The reference design (which I work on) for 400G DWDM systems are ~100W for 2 transceivers + EDFA + switches, for a standard 80km link. Assuming we hop every 80km (which should be conservative here), we get 3mJ for the energy through the network. The previous generation is probably 10x worse, so ~30mJ.
Let's add the endpoint too; Wifi router + cable modem (12W or rather 3W marginal power since it's running anyway/ 200mbit) = 15mJ
And finally for the server. I'd hope the server could do 1k requests per second, and that should amortize against backends, etc (2k RPS, but frontend + DB backend server, maybe), maybe 150W for the server, so 150mJ.
This gives us 200mJ for a page load. Using California's current (1:28am) emissions for power generation of 0.274 mT/MWh (it's 1/3rd of this during the day), this yields 15ug/request.
Where do the remaining 5 orders of magnitude come from? What am I missing? If TCO/production energy of the server was included, that couldn't more than double it (capex in a datacenter < opex, and if 100% of the server cost was for energy, we could double, but this is wildly conservative)
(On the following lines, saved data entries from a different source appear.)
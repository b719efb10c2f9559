// SPDX-License-Identifier: LGPL-3.0-only
//
// This file is provided WITHOUT ANY WARRANTY;
// without even the implied warranty of MERCHANTABILITY
// or FITNESS FOR A PARTICULAR PURPOSE.

use path_clean::clean;
use std::path::{Path, PathBuf};

pub const DEFAULT_CONFIG_NAME: &str = "privagator.config.yaml";

/// Strategy used to look for a config file above a directory.
pub type FindInParent = fn(&Path, &str) -> Option<PathBuf>;

/// Where a config path came from. Only an explicit path is required to exist.
#[derive(Debug, Clone, PartialEq, Eq)]
pub enum ConfigSource {
    Explicit(PathBuf),
    Discovered(PathBuf),
    Default(PathBuf),
}

impl ConfigSource {
    pub fn path(&self) -> &Path {
        match self {
            ConfigSource::Explicit(p) | ConfigSource::Discovered(p) | ConfigSource::Default(p) => p,
        }
    }

    pub fn is_explicit(&self) -> bool {
        matches!(self, ConfigSource::Explicit(_))
    }
}

pub fn find_in_parent(start: &Path, filename: &str) -> Option<PathBuf> {
    start
        .ancestors()
        .map(|dir| dir.join(filename))
        .find(|candidate| candidate.is_file())
}

/// Resolve the config file location.
///
/// Precedence: the path given on the command line (relative paths are taken
/// from `cwd`), then the first `filename` found walking up from `cwd`, then
/// `filename` inside `default_dir`.
pub fn resolve_config_path(
    find: FindInParent,
    cwd: impl Into<PathBuf>,
    default_dir: impl Into<PathBuf>,
    filename: &str,
    cli_file: Option<PathBuf>,
) -> ConfigSource {
    let cwd = cwd.into();

    if let Some(cli_file) = cli_file {
        if cli_file.is_absolute() {
            return ConfigSource::Explicit(cli_file);
        }
        return ConfigSource::Explicit(clean(cwd.join(cli_file)));
    }

    if let Some(found) = find(&cwd, filename) {
        return ConfigSource::Discovered(found);
    }

    ConfigSource::Default(clean(default_dir.into().join(filename)))
}

#[cfg(test)]
mod tests {
    use super::*;
    use anyhow::Result;

    fn not_found(_: &Path, _: &str) -> Option<PathBuf> {
        None
    }

    fn found(_: &Path, _: &str) -> Option<PathBuf> {
        Some(PathBuf::from("/srv/privagator.config.yaml"))
    }

    #[test]
    fn test_resolve_precedence() -> Result<()> {
        let source = resolve_config_path(
            not_found,
            "/srv/app",
            "/etc/privagator",
            DEFAULT_CONFIG_NAME,
            None,
        );
        assert_eq!(
            source,
            ConfigSource::Default(PathBuf::from("/etc/privagator/privagator.config.yaml"))
        );

        // cli path wins over a discovered file
        let source = resolve_config_path(
            found,
            "/srv/app",
            "/etc/privagator",
            DEFAULT_CONFIG_NAME,
            Some(PathBuf::from("/opt/conf.yaml")),
        );
        assert_eq!(source, ConfigSource::Explicit(PathBuf::from("/opt/conf.yaml")));

        let source = resolve_config_path(
            found,
            "/srv/app",
            "/etc/privagator",
            DEFAULT_CONFIG_NAME,
            Some(PathBuf::from("../conf/p.yaml")),
        );
        assert_eq!(source, ConfigSource::Explicit(PathBuf::from("/srv/conf/p.yaml")));
        assert!(source.is_explicit());

        let source = resolve_config_path(
            found,
            "/srv/app",
            "/etc/privagator",
            DEFAULT_CONFIG_NAME,
            None,
        );
        assert_eq!(
            source.path(),
            Path::new("/srv/privagator.config.yaml")
        );
        Ok(())
    }

    #[test]
    fn test_find_in_parent_walks_up() -> Result<()> {
        let root = tempfile::tempdir()?;
        let nested = root.path().join("a").join("b");
        std::fs::create_dir_all(&nested)?;
        std::fs::write(root.path().join(DEFAULT_CONFIG_NAME), "server: {}\n")?;

        let found = find_in_parent(&nested, DEFAULT_CONFIG_NAME);
        assert_eq!(found, Some(root.path().join(DEFAULT_CONFIG_NAME)));
        assert_eq!(find_in_parent(&nested, "missing.yaml"), None);
        Ok(())
    }
}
I think most of it comes from your client device. Your laptop may be using 50W of power or about 20g of CO2 per hour so reading the article for 6 minutes is ~2g of CO2.
That makes quite a lot of sense, but it also makes me frown a bit at the phrasing, which I feel is quite misleading.
"The digital emissions from this story are an estimated 1.2g to 3.6g CO2 per page view."
Re-reading it, technically they are right, if "view" is taken in a non-technical fashion. But everyone reading that text would assume if they click refresh, the emissions are doubled.
Also, I do wonder if they take into account bounced users - I would not be surprised if most people only spent 5 or so seconds on the page before moving on.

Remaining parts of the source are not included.